実際に、古宮公園の横には白山を源とする手取川が流れ、これは日本海に注ぐ石川県下最大の河川である。手取川の旧名である石川が、県名の由来と聞いて、白山信仰は山と繋がる水神、龍神信仰が基盤のようだと思った

こうして一日目のミッションは無事完了し、かのや旅館さんに戻る。

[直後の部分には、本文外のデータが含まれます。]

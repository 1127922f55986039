//! Integration tests for the slog module.
//!
//! These tests verify that:
//! - `into_revealed_json()` produces JSON taken after revealing the face
//! - The `slog::Value` implementation works with slog's serialization API
//! - Nested structures are revealed before they are logged

#![cfg(feature = "slog")]

use std::{cell::RefCell, collections::HashMap, fmt::Arguments};

use faces::{
    slog::{IntoRevealedJson, SERIALIZATION_FAILED},
    Face, Faces,
};
use serde::{Serialize, Serializer};
use serde_json::Value as JsonValue;

// A test serializer that captures serialized key-value pairs
struct CapturingSerializer {
    captured: RefCell<HashMap<String, CapturedValue>>,
}

#[derive(Debug, Clone, PartialEq)]
enum CapturedValue {
    Str(String),
    Bool(bool),
    I64(i64),
    U64(u64),
    F64(f64),
    Unit,
    None,
    // For nested serde values, we capture the JSON representation
    Serde(JsonValue),
}

impl CapturingSerializer {
    fn new() -> Self {
        Self {
            captured: RefCell::new(HashMap::new()),
        }
    }

    fn get(&self, key: &str) -> Option<CapturedValue> {
        self.captured.borrow().get(key).cloned()
    }
}

impl slog::Serializer for CapturingSerializer {
    fn emit_arguments(&mut self, key: slog::Key, val: &Arguments<'_>) -> slog::Result {
        self.captured
            .borrow_mut()
            .insert(key.into(), CapturedValue::Str(val.to_string()));
        Ok(())
    }

    fn emit_str(&mut self, key: slog::Key, val: &str) -> slog::Result {
        self.captured
            .borrow_mut()
            .insert(key.into(), CapturedValue::Str(val.into()));
        Ok(())
    }

    fn emit_bool(&mut self, key: slog::Key, val: bool) -> slog::Result {
        self.captured
            .borrow_mut()
            .insert(key.into(), CapturedValue::Bool(val));
        Ok(())
    }

    fn emit_i64(&mut self, key: slog::Key, val: i64) -> slog::Result {
        self.captured
            .borrow_mut()
            .insert(key.into(), CapturedValue::I64(val));
        Ok(())
    }

    fn emit_u64(&mut self, key: slog::Key, val: u64) -> slog::Result {
        self.captured
            .borrow_mut()
            .insert(key.into(), CapturedValue::U64(val));
        Ok(())
    }

    fn emit_f64(&mut self, key: slog::Key, val: f64) -> slog::Result {
        self.captured
            .borrow_mut()
            .insert(key.into(), CapturedValue::F64(val));
        Ok(())
    }

    fn emit_unit(&mut self, key: slog::Key) -> slog::Result {
        self.captured
            .borrow_mut()
            .insert(key.into(), CapturedValue::Unit);
        Ok(())
    }

    fn emit_none(&mut self, key: slog::Key) -> slog::Result {
        self.captured
            .borrow_mut()
            .insert(key.into(), CapturedValue::None);
        Ok(())
    }

    fn emit_serde(&mut self, key: slog::Key, val: &dyn slog::SerdeValue) -> slog::Result {
        // Serialize the value to JSON to capture it
        let json = serde_json::to_value(val.as_serde()).unwrap_or(JsonValue::Null);
        self.captured
            .borrow_mut()
            .insert(key.into(), CapturedValue::Serde(json));
        Ok(())
    }
}

/// Helper function to serialize a slog::Value into any Serializer.
fn serialize_to_capture<V: slog::Value, S: slog::Serializer>(
    value: &V,
    key: &'static str,
    serializer: &mut S,
) {
    // The record is created and used in a single expression to avoid lifetime issues
    static RS: slog::RecordStatic<'static> = slog::record_static!(slog::Level::Info, "");
    // We need to ensure format_args! result lives long enough
    let args = format_args!("");
    let record = slog::Record::new(&RS, &args, slog::b!());
    value.serialize(&record, key, serializer).unwrap();
}

// ============================================================================
// Basic functionality tests
// ============================================================================

#[derive(Clone, Faces, Serialize)]
struct User {
    pub username: String,
    #[faces("private")]
    pub email: String,
}

fn user() -> User {
    User {
        username: "alice".into(),
        email: "alice@example.com".into(),
    }
}

#[test]
fn test_into_revealed_json_simple_struct() {
    let revealed = user().into_revealed_json(["public"]);

    let mut serializer = CapturingSerializer::new();
    serialize_to_capture(&revealed, "user", &mut serializer);

    if let Some(CapturedValue::Serde(json)) = serializer.get("user") {
        assert_eq!(json["username"], "alice");
        assert_eq!(json["email"], "");
    } else {
        panic!("Expected Serde value for 'user' key");
    }
}

#[test]
fn test_matching_face_logs_field() {
    let revealed = user().into_revealed_json(["private"]);
    assert_eq!(revealed.as_json()["email"], "alice@example.com");
}

#[test]
fn test_no_tags_logs_value_unchanged() {
    let revealed = user().into_revealed_json(std::iter::empty::<&str>());
    assert_eq!(revealed.as_json()["email"], "alice@example.com");
}

#[test]
fn test_to_revealed_json_leaves_original_untouched() {
    let original = user();
    let revealed = original.to_revealed_json(["public"]);

    assert_eq!(revealed.as_json()["email"], "");
    assert_eq!(original.email, "alice@example.com");
}

#[test]
fn test_face_variants_match_tag_variants() {
    let face = Face::new(["public"]);
    let borrowed = user().to_revealed_json_face(&face);
    let owned = user().into_revealed_json_face(&face);
    let from_tags = user().into_revealed_json(["public"]);

    assert_eq!(borrowed.as_json(), from_tags.as_json());
    assert_eq!(owned.as_json(), from_tags.as_json());
    assert_eq!(owned.as_json()["email"], "");
}

#[test]
fn test_nested_structures_are_revealed_before_logging() {
    #[derive(Clone, Faces, Serialize)]
    struct Team {
        pub name: String,
        pub members: Vec<User>,
        #[faces("internal")]
        pub budget: u64,
    }

    let team = Team {
        name: "core".into(),
        members: vec![user(), user()],
        budget: 10_000,
    };
    let revealed = team.into_revealed_json(["public"]);

    let mut serializer = CapturingSerializer::new();
    serialize_to_capture(&revealed, "team", &mut serializer);

    let Some(CapturedValue::Serde(json)) = serializer.get("team") else {
        panic!("Expected Serde value for 'team' key");
    };
    assert_eq!(json["name"], "core");
    assert_eq!(json["budget"], 0);
    for member in json["members"].as_array().unwrap() {
        assert_eq!(member["username"], "alice");
        assert_eq!(member["email"], "");
    }
}

#[test]
fn test_map_values_are_revealed_before_logging() {
    let mut users = HashMap::new();
    users.insert("alice".to_string(), user());

    let revealed = users.into_revealed_json(["public"]);
    assert_eq!(revealed.as_json()["alice"]["email"], "");
}

#[test]
fn test_serialization_failure_logs_placeholder() {
    #[derive(Clone, Faces)]
    struct Broken {
        #[faces("private")]
        pub value: String,
    }

    impl Serialize for Broken {
        fn serialize<S: Serializer>(&self, _serializer: S) -> Result<S::Ok, S::Error> {
            Err(serde::ser::Error::custom("not serializable"))
        }
    }

    let revealed = Broken {
        value: "secret".into(),
    }
    .into_revealed_json(["public"]);

    assert_eq!(
        revealed.as_json(),
        &JsonValue::String(SERIALIZATION_FAILED.to_string())
    );
}
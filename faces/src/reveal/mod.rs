//! The reveal engine: traversal trait, entrypoints and the helpers behind `#[derive(Faces)]`.
//!
//! - **`traverse`**: what can be walked (`Reveal`, `Shape`) and the std container impls
//! - **`field`**: per-field decisions emitted by the derive (`walk`, `reset_unless_visible`)
//!
//! Tag sets and matching live in `crate::face`.

mod field;
mod traverse;

pub use field::{reset_unless_visible, walk};
pub use traverse::{Reveal, Revealable, Shape};

use crate::face::Face;

/// Reveals the face made of `tags`, resetting every tagged field outside it.
///
/// Supplying no tags is a no-op. `value` must be a mutable reference; handing
/// over a value or a shared reference does not compile:
///
/// ```compile_fail
/// use faces::Faces;
///
/// #[derive(Faces)]
/// struct User {
///     #[faces("private")]
///     pub email: String,
/// }
///
/// let user = User { email: "a@example.com".into() };
/// faces::reveal(user, ["public"]);
/// ```
///
/// ```compile_fail
/// use faces::Faces;
///
/// #[derive(Faces)]
/// struct User {
///     #[faces("private")]
///     pub email: String,
/// }
///
/// let user = User { email: "a@example.com".into() };
/// faces::reveal(&user, ["public"]);
/// ```
pub fn reveal<T, I, S>(value: &mut T, tags: I)
where
    T: Reveal + ?Sized,
    I: IntoIterator<Item = S>,
    S: AsRef<str>,
{
    let face = Face::new(tags);
    reveal_face(value, &face);
}

/// Reveals `face` on `value`. An empty face leaves `value` untouched.
pub fn reveal_face<T>(value: &mut T, face: &Face)
where
    T: Reveal + ?Sized,
{
    if face.is_empty() {
        return;
    }
    value.reveal_with(face);
}
//! Parsing of `#[faces(...)]` field attributes.
//!
//! This module maps attribute syntax to traversal decisions and produces
//! structured errors for invalid forms.

use proc_macro2::Span;
use syn::{
    parse::{Parse, ParseStream},
    punctuated::Punctuated,
    spanned::Spanned,
    Attribute, Ident, LitStr, Meta, Result, Token, Visibility,
};

/// Field traversal strategy derived from visibility and `#[faces(...)]`.
///
/// ## Strategy Mapping
///
/// | Field | Strategy | Behavior |
/// |-------|----------|----------|
/// | private | `Skip` | Never read, walked or reset |
/// | `pub`, no attribute | `Visit { tags: [], walk: true }` | Walked only |
/// | `pub`, `#[faces("a,b")]` | `Visit { tags: [a, b], walk: true }` | Walked, then kept or reset |
/// | `pub`, `#[faces(opaque)]` | `Visit { tags: [], walk: false }` | Untouched |
#[derive(Clone, Debug)]
pub(crate) enum Strategy {
    /// The field is not accessible to callers and is left alone.
    Skip,
    /// The field takes part in traversal.
    Visit {
        /// Declared tags, deduplicated, in declaration order.
        tags: Vec<String>,
        /// Whether nested values are walked.
        walk: bool,
    },
}

/// Options collected from the `#[faces(...)]` attributes of a single field.
#[derive(Clone, Debug, Default)]
pub(crate) struct FieldOptions {
    pub(crate) tags: Vec<String>,
    pub(crate) opaque: bool,
    /// Span of the attribute, when one was present.
    pub(crate) annotated: Option<Span>,
}

enum FieldArg {
    Tags(LitStr),
    Opaque,
}

impl Parse for FieldArg {
    fn parse(input: ParseStream<'_>) -> Result<Self> {
        let lookahead = input.lookahead1();
        if lookahead.peek(LitStr) {
            input.parse().map(FieldArg::Tags)
        } else if lookahead.peek(Ident) {
            let ident: Ident = input.parse()?;
            if ident == "opaque" {
                Ok(FieldArg::Opaque)
            } else {
                Err(syn::Error::new(
                    ident.span(),
                    format!("unknown field option `{ident}`; expected a tag list string or `opaque`"),
                ))
            }
        } else {
            Err(lookahead.error())
        }
    }
}

/// Splits a comma-separated tag list, trimming whitespace and dropping empty segments.
pub(crate) fn split_tag_list(list: &str) -> impl Iterator<Item = &str> {
    list.split(',').map(str::trim).filter(|tag| !tag.is_empty())
}

fn push_tags(target: &mut Vec<String>, lit: &LitStr) -> Result<()> {
    let value = lit.value();
    let mut found = false;
    for tag in split_tag_list(&value) {
        found = true;
        if !target.iter().any(|existing| existing == tag) {
            target.push(tag.to_string());
        }
    }
    if !found {
        return Err(syn::Error::new(
            lit.span(),
            "tag list must name at least one tag",
        ));
    }
    Ok(())
}

pub(crate) fn parse_field_options(attrs: &[Attribute]) -> Result<FieldOptions> {
    let mut options = FieldOptions::default();
    for attr in attrs {
        if !attr.path().is_ident("faces") {
            continue;
        }
        if options.annotated.is_some() {
            return Err(syn::Error::new(
                attr.span(),
                "multiple #[faces] attributes specified on the same field",
            ));
        }
        options.annotated = Some(attr.span());

        match &attr.meta {
            Meta::Path(_) => {
                return Err(syn::Error::new(
                    attr.span(),
                    "expected a tag list (e.g., #[faces(\"private,public\")])",
                ));
            }
            Meta::List(list) => {
                let args = list.parse_args_with(Punctuated::<FieldArg, Token![,]>::parse_terminated)?;
                if args.is_empty() {
                    return Err(syn::Error::new(
                        attr.span(),
                        "expected a tag list (e.g., #[faces(\"private,public\")])",
                    ));
                }
                for arg in args {
                    match arg {
                        FieldArg::Tags(lit) => push_tags(&mut options.tags, &lit)?,
                        FieldArg::Opaque => options.opaque = true,
                    }
                }
            }
            Meta::NameValue(_) => {
                return Err(syn::Error::new(
                    attr.span(),
                    "name-value syntax is not supported for #[faces]",
                ));
            }
        }
    }
    Ok(options)
}

/// Resolves the strategy of a struct field.
///
/// `ident` is used to point diagnostics at the offending field; tuple fields pass `None`
/// and fall back to the attribute span.
pub(crate) fn struct_field_strategy(
    attrs: &[Attribute],
    vis: &Visibility,
    ident: Option<&Ident>,
) -> Result<Strategy> {
    let options = parse_field_options(attrs)?;
    if matches!(vis, Visibility::Inherited) {
        if let Some(attr_span) = options.annotated {
            let span = ident.map_or(attr_span, Ident::span);
            return Err(syn::Error::new(
                span,
                "#[faces] has no effect on private fields; make the field `pub` or remove the attribute",
            ));
        }
        return Ok(Strategy::Skip);
    }
    Ok(options.into_strategy())
}

/// Resolves the strategy of an enum variant field. Variant fields are always accessible.
pub(crate) fn variant_field_strategy(attrs: &[Attribute]) -> Result<Strategy> {
    parse_field_options(attrs).map(FieldOptions::into_strategy)
}

impl FieldOptions {
    fn into_strategy(self) -> Strategy {
        Strategy::Visit {
            tags: self.tags,
            walk: !self.opaque,
        }
    }
}
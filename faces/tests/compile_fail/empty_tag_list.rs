//! Test: a tag list must name at least one tag.
//!
//! A list of only separators and whitespace declares nothing; drop the attribute.

use faces::Faces;

#[derive(Faces)]
pub struct Record {
    #[faces(" , ")]
    pub note: String,
}

fn main() {
    let record = Record {
        note: String::new(),
    };
    println!("{}", record.note);
}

お宿の皆様の暖かく優しい気遣い溢れる居心地良さと、おいしい食事に旅の疲れもすっきりと癒され、明日の参拝旅への英気も十二分に養えたことである。

外観と食事スペース
季節とご当地の美味しさが詰まった夕食

サーブの際に教わった「高い湿度と美味しい水が、当地の醸造業を育て、味噌 醤油、日本酒、漬物なども美味しく、またお豆腐もいい味です。」の話。日本の食文化は豊かで清らかな水があってこその再確認。白山七社旅の残り四社参拝は如何なる気づきが? 二日目につづく。

最後までお読みくださり、ありがとうございます。和風慶雲。